Because smokers in particular are at risk of lung cancer, there are special self-pay offers for preventive care (IGeL), according to the Smoking check with blood tests and - most importantly - chest CT. The benefits of these preventive examinations are, however, scientifically controversial. According to recent studies, although more early cancer cases are being detected, the number of lung cancers detected too late and the number of deaths does not change.

Further information

  • - Website of the pharmaceutical company Roche GmbH, Grenzach-Wyhlen: informative, with topics related to lung cancer, conventional and new therapeutic approaches.
  • - Website of the nationwide self-help group for lung cancer: Offers a lexicon that explains important medical terms, addresses and many links.
  • - offers a lot of important general information on cancer, special information on lung cancer and addresses for psycho-oncological support.
  • - Website of the center for cancer registry data of the Robert Koch Institute with data on lung cancer.

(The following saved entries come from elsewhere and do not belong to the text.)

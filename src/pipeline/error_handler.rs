use anyhow::Result;
use log::{debug, info, warn};

use crate::utils::Colors;
use crate::{Opts, SearchSummary};

/// Check pipeline result: a cancelled run is an error; if strict and anything was skipped, the
/// first error fails the run; otherwise log skipped paths. Call after joining walk and workers.
pub fn check_for_initial_error_or_skipped_paths(
    opts: &Opts,
    summary: &SearchSummary,
) -> Result<()> {
    if summary.cancelled {
        anyhow::bail!(
            "Search cancelled after scanning {} of {} files",
            summary.files_scanned,
            summary.files_enqueued
        );
    }
    if opts.strict
        && let Some((path, msg)) = summary.skipped_paths.first()
    {
        anyhow::bail!("{}: {}", path.display(), msg);
    }
    let skipped = summary.skipped_paths.len();
    if skipped > 0 {
        warn!(
            "Skipped {} paths due to permission errors or access issues",
            skipped
        );
        if opts.verbose {
            for (p, msg) in &summary.skipped_paths {
                eprintln!("  skipped: {} ({})", p.display(), msg);
            }
        }
    }
    Ok(())
}

/// Log the one-line run summary.
pub fn log_summary(summary: &SearchSummary) {
    info!(
        "{} | {} | {}",
        Colors::colorize(
            Colors::FILES,
            &format!("Files: {}", summary.files_scanned)
        ),
        Colors::colorize(Colors::MATCHES, &format!("Matches: {}", summary.matches)),
        Colors::colorize(
            Colors::ERRORS,
            &format!("Errors: {}", summary.skipped_paths.len())
        )
    );
    debug!(
        "sentinel observed {} time(s), {} file(s) enqueued",
        summary.sentinel_observations, summary.files_enqueued
    );
}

Kristine Raether-Buscham; Dr. med. Arne Schäffler in: Gesundheit heute, edited by Dr. med. Arne Schäffler. Trias, Stuttgart, 3rd edition (2014). Revision and update of the introduction and the sections "The Disease", "Confirmation of Diagnosis", "Treatment", "Prognosis" and "Further Information": Dr. med. Sonja Kempinski | last changed on at 08:21

Important note: This article has been written according to scientific standards and has been checked by medical professionals. The information communicated in this article can in no way replace professional advice in your pharmacy. The content cannot and must not be used to make independent diagnoses or to start therapy.